To examine why Random House decided to jack up its prices to libraries for its ebooks, we should take them at their word. In the statement they provided to Library Journal, their reasoning is quite clear:
We believe that pricing to libraries must account for the higher value of this institutional model, which permits e-books to be repeatedly circulated without limitation. The library e-book and the lending privileges it allows enables many more readers to enjoy that copy than a typical consumer copy. Therefore, Random House believes it has greater value, and should be priced accordingly.
This messaging is all about the revenue Random feels they lose by allowing readers to borrow books for free, instead of purchasing books at high agency prices. Presumably, trade books priced at very high levels compensate for lost income. But higher prices means that many libraries will have to cut back their book acquisition, further restricting access to digital books, which is an obvious publisher goal of this strategy. Increasingly, the most popular titles are not going to be available at any library, and those that are, will be far more available in rich communities than poor ones.
In its statements, Random House officials are explicit about trying to derive maximum ebook revenue from libraries. As they informed Library Journal, ““We are requesting data that libraries can share about their patrons’ borrowing patterns that over time will better enable us to establish mutually workable pricing levels that will best serve the overall e-book ecosystem.” If that’s truly a desire of Random House, they’ve gone about it in a very odd way.
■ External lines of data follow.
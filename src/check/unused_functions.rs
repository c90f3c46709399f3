//! Functions defined somewhere in the batch and referenced nowhere.

use super::{Artifact, Check, CheckResult};
use crate::core::{Diagnostic, Location, Severity, TokenList, TokenListKind};
use crate::engine::whole_program::FileInfo;
use crate::errors::CheckError;
use std::collections::{BTreeSet, HashSet};

pub const ID: &str = "unusedFunction";

const ENTRY_POINTS: &[&str] = &["main", "wmain", "WinMain", "_tmain", "DllMain"];

const KEYWORDS: &[&str] = &[
    "if", "while", "for", "switch", "return", "sizeof", "alignof", "decltype", "catch", "do",
    "else", "case", "throw", "new", "delete", "typeof", "__attribute__", "static_assert",
];

/// Per-file artifact: definitions and every other name reference.
#[derive(Debug, Clone, Default, PartialEq, Eq)]
pub struct FunctionUsage {
    pub definitions: Vec<(String, Location)>,
    pub used: HashSet<String>,
}

impl FunctionUsage {
    pub fn collect(tokens: &TokenList) -> Self {
        let list = &tokens.tokens;
        let mut usage = Self::default();
        let mut depth = 0usize;
        let mut i = 0;

        while i < list.len() {
            let tok = &list[i];
            if tok.is("{") {
                depth += 1;
            } else if tok.is("}") {
                depth = depth.saturating_sub(1);
            } else if tok.is_name() && !KEYWORDS.contains(&tok.text.as_str()) {
                let preceded_by_member = i > 0 && (list[i - 1].is(".") || list[i - 1].is("->"));
                let signature_end = (depth == 0
                    && !preceded_by_member
                    && list.get(i + 1).is_some_and(|t| t.is("(")))
                .then(|| matching_paren(tokens, i + 1))
                .flatten();

                match signature_end.map(|close| body_follows(tokens, close)) {
                    Some(Signature::Definition) => {
                        usage
                            .definitions
                            .push((tok.text.clone(), tokens.location_of(tok)));
                    }
                    Some(Signature::Declaration) => {}
                    Some(Signature::Other) | None => {
                        usage.used.insert(tok.text.clone());
                    }
                }
            }
            i += 1;
        }
        usage
    }
}

enum Signature {
    Definition,
    Declaration,
    Other,
}

fn matching_paren(tokens: &TokenList, open: usize) -> Option<usize> {
    let mut depth = 0usize;
    for (offset, tok) in tokens.tokens[open..].iter().enumerate() {
        if tok.is("(") {
            depth += 1;
        } else if tok.is(")") {
            depth -= 1;
            if depth == 0 {
                return Some(open + offset);
            }
        }
    }
    None
}

/// Classify what follows the closing parenthesis of a parameter list.
fn body_follows(tokens: &TokenList, close: usize) -> Signature {
    // trailing qualifiers such as `const`, `noexcept` or `override`
    let next = tokens.tokens[close + 1..].iter().find(|t| !t.is_name());
    match next {
        Some(t) if t.is("{") => Signature::Definition,
        Some(t) if t.is(";") => Signature::Declaration,
        _ => Signature::Other,
    }
}

#[derive(Debug, Clone, Copy, Default)]
pub struct UnusedFunctions;

impl Check for UnusedFunctions {
    fn name(&self) -> &str {
        ID
    }

    fn runs_on(&self, kind: TokenListKind) -> bool {
        kind == TokenListKind::Normal
    }

    fn run(&self, _tokens: &TokenList) -> CheckResult {
        Ok(Vec::new())
    }

    fn file_info(&self, tokens: &TokenList) -> Result<Option<Artifact>, CheckError> {
        Ok(Some(Box::new(FunctionUsage::collect(tokens))))
    }

    fn supports_whole_program(&self) -> bool {
        true
    }

    fn analyse_whole_program(&self, infos: &[&FileInfo]) -> CheckResult {
        let usages = infos
            .iter()
            .map(|info| {
                info.downcast_ref::<FunctionUsage>()
                    .ok_or_else(|| CheckError::ForeignFileInfo {
                        expected: ID.to_string(),
                    })
            })
            .collect::<Result<Vec<_>, _>>()?;

        let used: HashSet<&str> = usages
            .iter()
            .flat_map(|u| u.used.iter().map(String::as_str))
            .collect();

        let unused: BTreeSet<(&Location, &str)> = usages
            .iter()
            .flat_map(|u| u.definitions.iter())
            .filter(|(name, _)| !used.contains(name.as_str()))
            .filter(|(name, _)| !ENTRY_POINTS.contains(&name.as_str()))
            .map(|(name, location)| (location, name.as_str()))
            .collect();

        Ok(unused
            .into_iter()
            .map(|(location, name)| {
                Diagnostic::violation(
                    ID,
                    Severity::Style,
                    format!("The function '{name}' is never used."),
                )
                .at(location.clone())
            })
            .collect())
    }

    fn catalog(&self) -> Vec<Diagnostic> {
        vec![Diagnostic::violation(
            ID,
            Severity::Style,
            "The function 'funcName' is never used.",
        )]
    }
}

#[cfg(test)]
mod tests {
    use super::*;
    use crate::tokenize::{CTokenizer, Tokenizer};
    use indoc::indoc;
    use pretty_assertions::assert_eq;
    use std::path::Path;

    fn usage(file: &str, code: &str) -> FunctionUsage {
        let tokens = CTokenizer.tokenize(Path::new(file), code, "").unwrap();
        FunctionUsage::collect(&tokens)
    }

    #[test]
    fn test_collect_separates_definitions_from_uses() {
        let u = usage(
            "a.c",
            indoc! {"
                static int helper(int x);
                int helper(int x) { return x; }
                int api(void) const { return helper(1) + other(); }
            "},
        );
        let names: Vec<&str> = u.definitions.iter().map(|(n, _)| n.as_str()).collect();
        assert_eq!(names, vec!["helper", "api"]);
        assert_eq!(u.definitions[1].1, Location::new("a.c", 3));
        assert!(u.used.contains("helper"));
        assert!(u.used.contains("other"));
        assert!(!u.used.contains("api"));
    }

    #[test]
    fn test_whole_program_reports_unreferenced_functions_once() {
        let a = usage("a.c", "int used(void) { return 0; }\nint dead(void) { return 1; }\n");
        let b = usage("b.c", "int main(void) { return used(); }\n");
        let infos = [
            FileInfo::new(ID, "a.c", "", Box::new(a.clone())),
            FileInfo::new(ID, "a.c", "DEBUG", Box::new(a)),
            FileInfo::new(ID, "b.c", "", Box::new(b)),
        ];
        let refs: Vec<&FileInfo> = infos.iter().collect();

        let found = UnusedFunctions.analyse_whole_program(&refs).unwrap();
        assert_eq!(found.len(), 1);
        assert_eq!(found[0].message, "The function 'dead' is never used.");
        assert_eq!(found[0].location, Some(Location::new("a.c", 2)));
    }

    #[test]
    fn test_foreign_artifact_is_an_error() {
        let info = FileInfo::new(ID, "a.c", "", Box::new(42u8));
        let err = UnusedFunctions.analyse_whole_program(&[&info]).unwrap_err();
        assert!(matches!(err, CheckError::ForeignFileInfo { .. }));
    }
}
Those data will not be available given the pricing constraints that publishers have themselves imposed.
There are very few data about the impact of ebook lending on retail sales, and to get optimal information we’d have to see experiments where the lending of frontlist ebooks with measurable demand in the marketplace was unfettered, freed from any constraints such as 1-lend/1-copy. Artificially restricting circulating copies means that part of the library supply curve is chopped off for popular titles. Additionally, imposing above-market prices further restricts supply, meaning that circulation data will be further biased on patron population characteristics, including ability to pay.
There is a concordant liability, as well: observers of library activity will not be able to ascertain how unfilled demand is met. In poor communities, readers will do without, or substitute with lower priced books. In well-funded communities, there may be greater spillover to book purchasing. None of this is readily available for real-world measurement. In either scenario, the additive benefits of marketing and promotion from library access will be impacted by reduced access in ways that we cannot predict; below a certain threshold, the diminution of these benefits might drop off rather suddenly as customers give up altogether on library access.
Furthermore, even with the addition of circulation data, Random House’s pricing cannot approximate an auction for the highest acceptable price for titles. First, variability in efficient market pricing for books is pronounced, dependent on title, genre, and audience profiles, making generalizations difficult. Additionally, market pricing is characterized by temporal fluctuation; most books are more valuable shortly after release, with outlying demand resulting from title re-release, film tie-ins, and other factors. Finally, when auctions are initiated with an artificial pricing floor, poorer bidders – unable to accept sub-floor pricing – cannot influence the outcome. If a book auction starts at $85 and I can only pay $35, those who can afford $125 will propel pricing to a level beyond what the overall market would have otherwise determined.
RH’s pricing is a very blunt instrument, insensitive to true demand over time as well as the library’s ability to pay. And there is the greater tragedy: publishers are obviously bent on reducing a social good to a economic commodity. As Barbara Fister notes in Inside Higher Ed, “Culture and knowledge, in this new publishing regime, are not common goods, they are intellectual property best controlled by corporations.”
When books are represented by physical goods, distribution is uneven, with a supply/demand mismatch. Pricing must commensurately be inefficient, resting at a lower level than what some markets could bear. There is a tremendous unexpected benefit to market inefficiency: equal access. When revenue is not maximized, social benefit from creative culture is obtained in the difference between actual revenue and its theoretical maximum. That gain is available to all: both those who could have paid more for that product, as well as those who could not. Because even libraries working with limited community funding could further subsidize access to the point of being free, the ability of the local community to produce the larger social benefit of open access to knowledge was fulfilled.
In a digital environment where profit can be more readily quantified, and market subsidies supporting access restricted or eliminated, the ability of libraries to subsidize higher origination costs is reduced in proportion to their fixed or declining budget appropriations. Further, increasingly digital content is not available at all, at any price. This historical transformation has the obvious result of eroding the local community’s ability to foster the larger social goal of equal access, and the possibility of individual advancement and learning. In other words, the increasing corporate control of access to culture tears at our social fabric, weakening the ability of our communities to support individuals against the harshness of our economic system.
Inflating the revenue of a book’s artistry not only serves to impoverish readers, but our social values as well. As our books get more expensive, we perversely impoverish our communities.